The maximum connections allowed for the corresponding listener. The listener takes precedence over defaults.maxconn if specified. It doesn't make sense if this value is higher than global.maxconn.

For a fair distribution of connections to backend servers like in the case of a multi-writer listener (mysql_3307), set this value as listen.default-server.maxconn multiply by the number of backend servers. In this example, a better value should be 12 instead of 8 [c]. If we chose to stick with this configuration, db1 and db2 are expected to receive a maximum of 3 connections each, while db3 will receive a maximum of 2 connections (due to leastconn balancing), which amounts to 8 connections in total. It won't hit the limit as specified in [d].

For single-writer listener (mysql_3308) where connections should be allocated to one and only one backend server at a time, set this value to be the same or higher than listen.default-server.maxconn.

listen.default-server.maxconn [d][e]

This is the maximum number of connections that every backend server can receive at a time. It doesn't make sense if this value is higher than listen.maxconn or defaults.maxconn. This value should be lower or equal to MySQL's max_connections variable. Otherwise, you risk exhausting the connections to the backend MySQL server, especially when MySQL's timeout variables are configured lower than HAProxy's timeouts.

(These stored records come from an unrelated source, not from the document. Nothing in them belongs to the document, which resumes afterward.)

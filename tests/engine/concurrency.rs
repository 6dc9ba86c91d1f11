//! Structural and record operations from many threads.

use crate::common::*;
use std::sync::{Arc, Barrier};
use std::thread;

const THREADS: usize = 8;

#[test]
fn concurrent_creates_register_every_collection() {
    let (_dir, engine) = new_engine();
    let engine = Arc::new(engine);
    let barrier = Arc::new(Barrier::new(THREADS));

    let handles: Vec<_> = (0..THREADS)
        .map(|t| {
            let engine = Arc::clone(&engine);
            let barrier = Arc::clone(&barrier);
            thread::spawn(move || {
                barrier.wait();
                let store = create_store(&engine, &format!("db.coll{}", t), &format!("collection-{}", t));
                for i in 0..20u32 {
                    let mut ru = RecoveryUnit::new();
                    store.insert_record(&mut ru, &i.to_le_bytes()).unwrap();
                    ru.commit_unit_of_work().unwrap();
                }
            })
        })
        .collect();
    for handle in handles {
        handle.join().unwrap();
    }

    assert_eq!(engine.all_idents().unwrap().len(), THREADS);
    assert_eq!(engine.open_pool_count(), THREADS);
    for t in 0..THREADS {
        let store = engine
            .get_record_store(&ns(&format!("db.coll{}", t)), &ident(&format!("collection-{}", t)))
            .unwrap();
        assert_eq!(store.num_records(), 20);
    }
}

#[test]
fn racing_creates_of_one_ident_have_one_winner() {
    let (_dir, engine) = new_engine();
    let engine = Arc::new(engine);
    let barrier = Arc::new(Barrier::new(THREADS));

    let handles: Vec<_> = (0..THREADS)
        .map(|_| {
            let engine = Arc::clone(&engine);
            let barrier = Arc::clone(&barrier);
            thread::spawn(move || {
                barrier.wait();
                engine
                    .create_record_store(&ns("db.shared"), &ident("shared"), &CollectionOptions::default())
                    .is_ok()
            })
        })
        .collect();
    let winners = handles
        .into_iter()
        .map(|h| h.join().unwrap())
        .filter(|won| *won)
        .count();

    assert_eq!(winners, 1);
    assert_eq!(engine.all_idents().unwrap(), vec![ident("shared")]);
}

#[test]
fn shared_store_counts_all_inserts() {
    let (_dir, engine) = new_engine();
    create_store(&engine, "db.shared", "shared");
    let engine = Arc::new(engine);

    let handles: Vec<_> = (0..THREADS)
        .map(|t| {
            let engine = Arc::clone(&engine);
            thread::spawn(move || {
                let store = engine
                    .get_record_store(&ns("db.shared"), &ident("shared"))
                    .unwrap();
                let mut ru = RecoveryUnit::new();
                for i in 0..10u8 {
                    store.insert_record(&mut ru, &[t as u8, i]).unwrap();
                }
                ru.commit_unit_of_work().unwrap();
            })
        })
        .collect();
    for handle in handles {
        handle.join().unwrap();
    }

    let store = engine
        .get_record_store(&ns("db.shared"), &ident("shared"))
        .unwrap();
    assert_eq!(store.num_records(), (THREADS * 10) as u64);
    assert_eq!(store.data_size(), (THREADS * 10 * 2) as u64);
    assert_eq!(engine.open_pool_count(), 1);
}
//! Pool file format
//!
//! A pool file holds one complete image of the pool's object arena. Every
//! committed transaction writes a fresh image, so the bytes on disk always
//! describe a fully applied state.
//!
//! # Format
//!
//! ```text
//! +---------------------+
//! | Magic: "PMSP"       | 4 bytes
//! | Format Version      | 4 bytes (u32 LE)
//! | Pool UUID           | 16 bytes
//! | Layout Length       | 4 bytes (u32 LE)
//! | Layout              | variable
//! | Capacity            | 8 bytes (u64 LE)
//! | Root Object         | 8 bytes (u64 LE, 0 = none)
//! | Next Object Id      | 8 bytes (u64 LE)
//! | Object Count        | 8 bytes (u64 LE)
//! | Objects             | count * (id u64 LE, len u32 LE, bytes)
//! | CRC32               | 4 bytes (over everything above)
//! | zero padding        | up to capacity
//! +---------------------+
//! ```

use pmstore_core::ObjectId;
use std::collections::BTreeMap;

/// Pool magic bytes: "PMSP" (0x504D5350)
pub const POOL_MAGIC: [u8; 4] = *b"PMSP";

/// Current pool format version
pub const POOL_FORMAT_VERSION: u32 = 1;

/// Bytes taken by the fixed part of the header and the trailing CRC,
/// excluding the layout string
pub const POOL_FIXED_OVERHEAD: u64 = 4 + 4 + 16 + 4 + 8 + 8 + 8 + 8 + 4;

/// Per-object framing: id + length prefix
pub const OBJECT_OVERHEAD: u64 = 8 + 4;

/// Immutable identity of a pool, written once at creation
#[derive(Debug, Clone, PartialEq, Eq)]
pub struct PoolHeader {
    /// Format version for forward compatibility
    pub format_version: u32,
    /// Unique pool identifier (generated on creation)
    pub uuid: [u8; 16],
    /// Layout name the pool was created with
    pub layout: String,
    /// Total bytes the pool may occupy
    pub capacity: u64,
}

impl PoolHeader {
    /// Create a header for a fresh pool
    pub fn new(uuid: [u8; 16], layout: impl Into<String>, capacity: u64) -> Self {
        PoolHeader {
            format_version: POOL_FORMAT_VERSION,
            uuid,
            layout: layout.into(),
            capacity,
        }
    }
}

/// The object arena of a pool
///
/// Objects are opaque byte strings keyed by [`ObjectId`]. The root table is a
/// single optional pointer to the object callers start traversal from.
#[derive(Debug, Clone, PartialEq, Eq)]
pub struct PoolImage {
    /// Root object, if one has been set
    pub root: Option<ObjectId>,
    /// Next object id to hand out (ids are never reused)
    pub next_id: u64,
    /// Live objects
    pub objects: BTreeMap<ObjectId, Vec<u8>>,
}

impl Default for PoolImage {
    fn default() -> Self {
        PoolImage {
            root: None,
            next_id: 1,
            objects: BTreeMap::new(),
        }
    }
}

impl PoolImage {
    /// Bytes this image occupies on disk under the given header
    pub fn encoded_len(&self, header: &PoolHeader) -> u64 {
        POOL_FIXED_OVERHEAD
            + header.layout.len() as u64
            + self
                .objects
                .values()
                .map(|bytes| OBJECT_OVERHEAD + bytes.len() as u64)
                .sum::<u64>()
    }

    /// Serialize header and image to bytes (without padding)
    ///
    /// # Errors
    /// - `ObjectTooLarge` if an object's length does not fit its `u32` prefix
    pub fn to_bytes(&self, header: &PoolHeader) -> Result<Vec<u8>, ImageError> {
        let mut bytes = Vec::with_capacity(self.encoded_len(header) as usize);

        bytes.extend_from_slice(&POOL_MAGIC);
        bytes.extend_from_slice(&header.format_version.to_le_bytes());
        bytes.extend_from_slice(&header.uuid);
        let layout_len = u32::try_from(header.layout.len()).map_err(|_| ImageError::InvalidLayout)?;
        bytes.extend_from_slice(&layout_len.to_le_bytes());
        bytes.extend_from_slice(header.layout.as_bytes());
        bytes.extend_from_slice(&header.capacity.to_le_bytes());

        let root = self.root.map(|id| id.as_u64()).unwrap_or(0);
        bytes.extend_from_slice(&root.to_le_bytes());
        bytes.extend_from_slice(&self.next_id.to_le_bytes());
        bytes.extend_from_slice(&(self.objects.len() as u64).to_le_bytes());

        for (id, data) in &self.objects {
            bytes.extend_from_slice(&id.as_u64().to_le_bytes());
            bytes.extend_from_slice(&object_len_prefix(*id, data.len())?.to_le_bytes());
            bytes.extend_from_slice(data);
        }

        let crc = crc32fast::hash(&bytes);
        bytes.extend_from_slice(&crc.to_le_bytes());

        Ok(bytes)
    }

    /// Deserialize header and image from the start of `bytes`
    ///
    /// Trailing bytes after the CRC (the zero padding) are ignored.
    pub fn from_bytes(bytes: &[u8]) -> Result<(PoolHeader, PoolImage), ImageError> {
        let mut reader = Reader::new(bytes);

        if reader.take(4)? != POOL_MAGIC {
            return Err(ImageError::InvalidMagic);
        }

        let format_version = reader.u32()?;
        if format_version != POOL_FORMAT_VERSION {
            return Err(ImageError::UnsupportedVersion(format_version));
        }

        let mut uuid = [0u8; 16];
        uuid.copy_from_slice(reader.take(16)?);

        let layout_len = reader.u32()? as usize;
        let layout = String::from_utf8(reader.take(layout_len)?.to_vec())
            .map_err(|_| ImageError::InvalidLayout)?;
        let capacity = reader.u64()?;

        let root = match reader.u64()? {
            0 => None,
            id => Some(ObjectId::new(id)),
        };
        let next_id = reader.u64()?;
        let count = reader.u64()?;

        let mut objects = BTreeMap::new();
        for _ in 0..count {
            let id = reader.u64()?;
            let len = reader.u32()? as usize;
            let data = reader.take(len)?.to_vec();
            if id == 0 || id >= next_id {
                return Err(ImageError::InvalidObjectId(id));
            }
            objects.insert(ObjectId::new(id), data);
        }

        let body_end = reader.pos;
        let stored_crc = reader.u32()?;
        let computed_crc = crc32fast::hash(&bytes[..body_end]);
        if stored_crc != computed_crc {
            return Err(ImageError::ChecksumMismatch {
                expected: stored_crc,
                computed: computed_crc,
            });
        }

        if let Some(root) = root {
            if !objects.contains_key(&root) {
                return Err(ImageError::DanglingRoot(root.as_u64()));
            }
        }

        let header = PoolHeader {
            format_version,
            uuid,
            layout,
            capacity,
        };
        let image = PoolImage {
            root,
            next_id,
            objects,
        };
        Ok((header, image))
    }
}

/// Bounds-checked little-endian reader
struct Reader<'a> {
    bytes: &'a [u8],
    pos: usize,
}

impl<'a> Reader<'a> {
    fn new(bytes: &'a [u8]) -> Self {
        Reader { bytes, pos: 0 }
    }

    fn take(&mut self, len: usize) -> Result<&'a [u8], ImageError> {
        let end = self.pos.checked_add(len).ok_or(ImageError::TooShort)?;
        let slice = self.bytes.get(self.pos..end).ok_or(ImageError::TooShort)?;
        self.pos = end;
        Ok(slice)
    }

    fn u32(&mut self) -> Result<u32, ImageError> {
        let mut buf = [0u8; 4];
        buf.copy_from_slice(self.take(4)?);
        Ok(u32::from_le_bytes(buf))
    }

    fn u64(&mut self) -> Result<u64, ImageError> {
        let mut buf = [0u8; 8];
        buf.copy_from_slice(self.take(8)?);
        Ok(u64::from_le_bytes(buf))
    }
}

/// Length prefix of an encoded object
fn object_len_prefix(id: ObjectId, len: usize) -> Result<u32, ImageError> {
    u32::try_from(len).map_err(|_| ImageError::ObjectTooLarge {
        id: id.as_u64(),
        len: len as u64,
    })
}

/// Errors that can occur while encoding or decoding a pool image
#[derive(Debug, thiserror::Error)]
pub enum ImageError {
    /// Image truncated
    #[error("pool image too short")]
    TooShort,

    /// Invalid magic bytes
    #[error("invalid magic bytes")]
    InvalidMagic,

    /// Format version this build cannot read
    #[error("unsupported pool format version {0}")]
    UnsupportedVersion(u32),

    /// Layout name is not valid UTF-8
    #[error("invalid layout name")]
    InvalidLayout,

    /// Object id is zero or beyond the allocation counter
    #[error("invalid object id {0}")]
    InvalidObjectId(u64),

    /// Root points at an object that is not in the image
    #[error("root points at missing object {0}")]
    DanglingRoot(u64),

    /// Object too large for its length prefix
    #[error("object {id} is {len} bytes, larger than an object can be")]
    ObjectTooLarge {
        /// Object id
        id: u64,
        /// Encoded length in bytes
        len: u64,
    },

    /// Checksum mismatch
    #[error("checksum mismatch: expected {expected:08x}, computed {computed:08x}")]
    ChecksumMismatch {
        /// Expected CRC32 value (from file)
        expected: u32,
        /// Computed CRC32 value
        computed: u32,
    },
}
//! Safe-shutdown marker and the recovery-check flag.

use crate::common::*;
use std::fs;

#[test]
fn fresh_directory_needs_no_check() {
    let (_dir, engine) = new_engine();
    assert!(!engine.needs_recovery_check());
    let store = create_store(&engine, "shop.orders", "collection-1");
    assert!(!store.needs_recovery_check());
}

#[test]
fn crash_sets_recovery_flag() {
    let dir = TempDir::new().unwrap();
    let engine = open_engine(dir.path());
    let store = create_store(&engine, "shop.orders", "collection-1");
    let ids = insert_committed(&store, &[b"committed before crash"]);

    let crashed = crash_image(dir.path());
    drop(store);
    drop(engine);

    let engine = open_engine(crashed.path());
    assert!(engine.needs_recovery_check());
    let store = engine
        .get_record_store(&ns("shop.orders"), &ident("collection-1"))
        .unwrap();
    assert!(store.needs_recovery_check());
    assert_eq!(
        store.find_record(ids[0]).unwrap(),
        Some(b"committed before crash".to_vec())
    );
}

#[test]
fn clean_shutdown_clears_recovery_flag() {
    let dir = TempDir::new().unwrap();
    let crashed = {
        let engine = open_engine(dir.path());
        create_store(&engine, "shop.orders", "collection-1");
        crash_image(dir.path())
    };

    {
        let engine = open_engine(crashed.path());
        assert!(engine.needs_recovery_check());
        engine.clean_shutdown().unwrap();
    }

    let engine = open_engine(crashed.path());
    assert!(!engine.needs_recovery_check());
}

#[test]
fn marker_is_reset_right_after_startup() {
    let dir = TempDir::new().unwrap();
    drop(open_engine(dir.path()));

    // Previous shutdown was clean, but a crash right after this startup
    // must still be detected
    let engine = open_engine(dir.path());
    assert!(!engine.needs_recovery_check());
    assert!(!engine.catalog().is_after_safe_shutdown().unwrap());
    let crashed = crash_image(dir.path());
    drop(engine);

    let engine = open_engine(crashed.path());
    assert!(engine.needs_recovery_check());
}

#[test]
fn flag_is_latched_for_the_whole_run() {
    let dir = TempDir::new().unwrap();
    let crashed = {
        let _engine = open_engine(dir.path());
        crash_image(dir.path())
    };

    let engine = open_engine(crashed.path());
    assert!(engine.needs_recovery_check());
    create_store(&engine, "shop.orders", "collection-1");
    let store = engine
        .get_record_store(&ns("shop.orders"), &ident("collection-1"))
        .unwrap();
    assert!(engine.needs_recovery_check());
    assert!(store.needs_recovery_check());
}

#[test]
fn failed_pool_close_is_not_a_clean_shutdown() {
    let dir = TempDir::new().unwrap();
    {
        let engine = open_engine(dir.path());
        create_store(&engine, "shop.orders", "collection-1");
        fs::remove_file(dir.path().join("collection-1")).unwrap();
        assert!(engine.clean_shutdown().is_err());
        assert!(engine.is_closed());
    }

    let engine = open_engine(dir.path());
    assert!(engine.needs_recovery_check());
}
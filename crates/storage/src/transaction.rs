//! Pool transactions
//!
//! A [`Transaction`] stages object allocations, writes, frees and root
//! changes on top of the committed image. Nothing staged is visible outside
//! the transaction; [`PersistentPool::transaction`](crate::PersistentPool::transaction)
//! either applies and persists the whole staged set or drops it.

use crate::error::{PoolError, PoolResult};
use crate::format::PoolImage;
use pmstore_core::ObjectId;
use serde::de::DeserializeOwned;
use serde::Serialize;
use std::collections::BTreeMap;

/// Staged mutation set against one pool image
pub struct Transaction<'a> {
    base: &'a PoolImage,
    next_id: u64,
    /// Staged object contents; `None` marks a freed object
    staged: BTreeMap<ObjectId, Option<Vec<u8>>>,
    /// Staged root pointer, if changed
    root: Option<Option<ObjectId>>,
}

impl<'a> Transaction<'a> {
    pub(crate) fn new(base: &'a PoolImage) -> Self {
        Transaction {
            base,
            next_id: base.next_id,
            staged: BTreeMap::new(),
            root: None,
        }
    }

    /// Allocate a new object holding `value`
    pub fn alloc<T: Serialize>(&mut self, value: &T) -> PoolResult<ObjectId> {
        let bytes = bincode::serialize(value)?;
        let id = ObjectId::new(self.next_id);
        self.next_id += 1;
        self.staged.insert(id, Some(bytes));
        Ok(id)
    }

    /// Overwrite a live object
    pub fn write<T: Serialize>(&mut self, id: ObjectId, value: &T) -> PoolResult<()> {
        self.ensure_live(id)?;
        let bytes = bincode::serialize(value)?;
        self.staged.insert(id, Some(bytes));
        Ok(())
    }

    /// Read an object as seen by this transaction
    pub fn read<T: DeserializeOwned>(&self, id: ObjectId) -> PoolResult<T> {
        let bytes = self.live(id).ok_or(PoolError::MissingObject(id))?;
        Ok(bincode::deserialize(bytes)?)
    }

    /// Check whether `id` is live as seen by this transaction
    pub fn contains(&self, id: ObjectId) -> bool {
        self.live(id).is_some()
    }

    /// Free a live object
    pub fn free(&mut self, id: ObjectId) -> PoolResult<()> {
        self.ensure_live(id)?;
        if self.root_id() == Some(id) {
            self.root = Some(None);
        }
        self.staged.insert(id, None);
        Ok(())
    }

    /// Root object as seen by this transaction
    pub fn root_id(&self) -> Option<ObjectId> {
        match self.root {
            Some(root) => root,
            None => self.base.root,
        }
    }

    /// Point the root table at `id` (or clear it)
    pub fn set_root(&mut self, id: Option<ObjectId>) -> PoolResult<()> {
        if let Some(id) = id {
            self.ensure_live(id)?;
        }
        self.root = Some(id);
        Ok(())
    }

    /// Check if nothing has been staged
    pub fn is_empty(&self) -> bool {
        self.staged.is_empty() && self.root.is_none()
    }

    fn live(&self, id: ObjectId) -> Option<&[u8]> {
        match self.staged.get(&id) {
            Some(Some(bytes)) => Some(bytes.as_slice()),
            Some(None) => None,
            None => self.base.objects.get(&id).map(Vec::as_slice),
        }
    }

    fn ensure_live(&self, id: ObjectId) -> PoolResult<()> {
        if self.contains(id) {
            Ok(())
        } else {
            Err(PoolError::MissingObject(id))
        }
    }

    /// Produce the image that results from applying the staged set
    pub(crate) fn apply(self) -> PoolImage {
        let mut image = self.base.clone();
        for (id, bytes) in self.staged {
            match bytes {
                Some(bytes) => {
                    image.objects.insert(id, bytes);
                }
                None => {
                    image.objects.remove(&id);
                }
            }
        }
        if let Some(root) = self.root {
            image.root = root;
        }
        image.next_id = self.next_id;
        image
    }
}
//! Open pool registry
//!
//! Maps each collection ident to its open pool handle. The engine guards the
//! registry with a single mutex that is held for every structural operation,
//! and it is the only place pool handles are closed.

use crate::record_map::RecordMap;
use pmstore_core::Ident;
use pmstore_storage::PersistentPool;
use std::collections::HashMap;
use std::sync::Arc;

/// How a pool handle was obtained
#[derive(Debug, Clone, Copy, PartialEq, Eq)]
pub(crate) enum PoolOrigin {
    /// Already open in the registry
    Registered,
    /// Opened from an existing file
    Opened,
    /// Newly created file
    Created,
}

/// One open collection pool
pub(crate) struct PoolEntry {
    pub(crate) pool: PersistentPool,
    /// Record map shared by every record store handle of the collection
    pub(crate) records: Option<Arc<RecordMap>>,
}

#[derive(Default)]
pub(crate) struct PoolRegistry {
    pools: HashMap<Ident, PoolEntry>,
}

impl PoolRegistry {
    pub(crate) fn get(&self, ident: &Ident) -> Option<&PoolEntry> {
        self.pools.get(ident)
    }

    pub(crate) fn get_mut(&mut self, ident: &Ident) -> Option<&mut PoolEntry> {
        self.pools.get_mut(ident)
    }

    pub(crate) fn insert(&mut self, ident: Ident, pool: PersistentPool) {
        self.pools.insert(
            ident,
            PoolEntry {
                pool,
                records: None,
            },
        );
    }

    pub(crate) fn remove(&mut self, ident: &Ident) -> Option<PoolEntry> {
        self.pools.remove(ident)
    }

    /// Handles of every registered pool
    pub(crate) fn pools(&self) -> Vec<(Ident, PersistentPool)> {
        self.pools
            .iter()
            .map(|(ident, entry)| (ident.clone(), entry.pool.clone()))
            .collect()
    }

    pub(crate) fn len(&self) -> usize {
        self.pools.len()
    }

    /// Take every entry out, leaving the registry empty
    pub(crate) fn drain(&mut self) -> Vec<(Ident, PoolEntry)> {
        self.pools.drain().collect()
    }
}
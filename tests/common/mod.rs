//! Shared test utilities for the integration suites.
//!
//! Import via `#[path = "../common/mod.rs"] mod common;` from a suite's main.rs.

#![allow(dead_code)]

use std::fs;
use std::path::Path;
use std::sync::Once;

pub use pmstore::{
    CollectionOptions, Engine, EngineConfig, Ident, IndexDescriptor, Namespace, PmseError,
    RecordId, RecoveryUnit,
};
pub use tempfile::TempDir;

static INIT_TRACING: Once = Once::new();

/// Route engine logs to the test harness output.
pub fn init_tracing() {
    INIT_TRACING.call_once(|| {
        let _ = tracing_subscriber::fmt()
            .with_test_writer()
            .with_max_level(tracing::Level::DEBUG)
            .try_init();
    });
}

/// Test configuration: minimum-size pools, no fsync.
pub fn test_config() -> EngineConfig {
    EngineConfig::for_testing()
}

/// Open an engine on `path` with the test configuration.
pub fn open_engine(path: &Path) -> Engine {
    init_tracing();
    Engine::open_with_config(path, test_config()).expect("Failed to open engine")
}

/// Fresh temp directory plus an engine opened on it.
pub fn new_engine() -> (TempDir, Engine) {
    let dir = TempDir::new().expect("Failed to create temp dir");
    let engine = open_engine(dir.path());
    (dir, engine)
}

pub fn ident(name: &str) -> Ident {
    Ident::new(name).expect("valid ident")
}

pub fn ns(name: &str) -> Namespace {
    Namespace::new(name)
}

/// Create a record store with default options.
pub fn create_store(engine: &Engine, namespace: &str, name: &str) -> pmstore::RecordStore {
    engine
        .create_record_store(&ns(namespace), &ident(name), &CollectionOptions::default())
        .expect("Failed to create record store")
}

/// Insert `payloads` and commit them as one unit of work.
pub fn insert_committed(store: &pmstore::RecordStore, payloads: &[&[u8]]) -> Vec<RecordId> {
    let mut ru = RecoveryUnit::new();
    let ids = payloads
        .iter()
        .map(|payload| store.insert_record(&mut ru, payload).expect("insert"))
        .collect();
    ru.commit_unit_of_work().expect("commit");
    ids
}

/// Copy the files of a live storage directory, as a power loss would
/// leave them.
///
/// Every committed pool transaction is already on disk, so the copy is
/// exactly what the next process would find after a crash.
pub fn crash_image(src: &Path) -> TempDir {
    let dst = TempDir::new().expect("Failed to create temp dir");
    for entry in fs::read_dir(src).expect("read storage dir") {
        let entry = entry.expect("dir entry");
        if entry.file_type().expect("file type").is_file() {
            fs::copy(entry.path(), dst.path().join(entry.file_name())).expect("copy pool file");
        }
    }
    dst
}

In this example, we've set each MySQL server to only get a maximum of 4 connections at a time for multi-writer Galera nodes [d]. While the single-writer Galera node will get a maximum of 3 connections at a time, due to the limit that applies from [b]. Since we specified "backup" [f] to the other node, the active node will at once get all 3 connections allocated to this listener.

The above explanation can be illustrated in the following diagram:

To sum up the connections distribution, db1 is expected to get a maximum number of 6 connections (3 from 3307 + 3 from 3308). The db2 will get 3 connections (unless if db1 goes down, where it will get additional 3) and db3 will stick to 2 connections regardless of topology changes in the cluster.

Connection Monitoring with ClusterControl

With ClusterControl, you can monitor MySQL and HAProxy connection usage from the UI. The following screenshot provides a summary of the MySQL connection advisor (ClusterControl -> Performance -> Advisors) where it monitors the current and ever used MySQL connections for every server in the cluster:

For HAProxy, ClusterControl integrates with HAProxy stats page to collect metrics. These are presented under the Nodes tab:

From the above screenshot, we can tell that each backend server on multi-writer listener gets a maximum of 8 connections. 4 concurrent sessions are running. These are highlighted in the top red square, while the single-writer listener is serving 2 connections and forwarding them to a single node respectively.

Conclusion

Configuring the maximum connections for HAProxy and MySQL server is important to ensure good load distribution to our database servers, and protect the MySQL servers from overloading or exhausting its connections.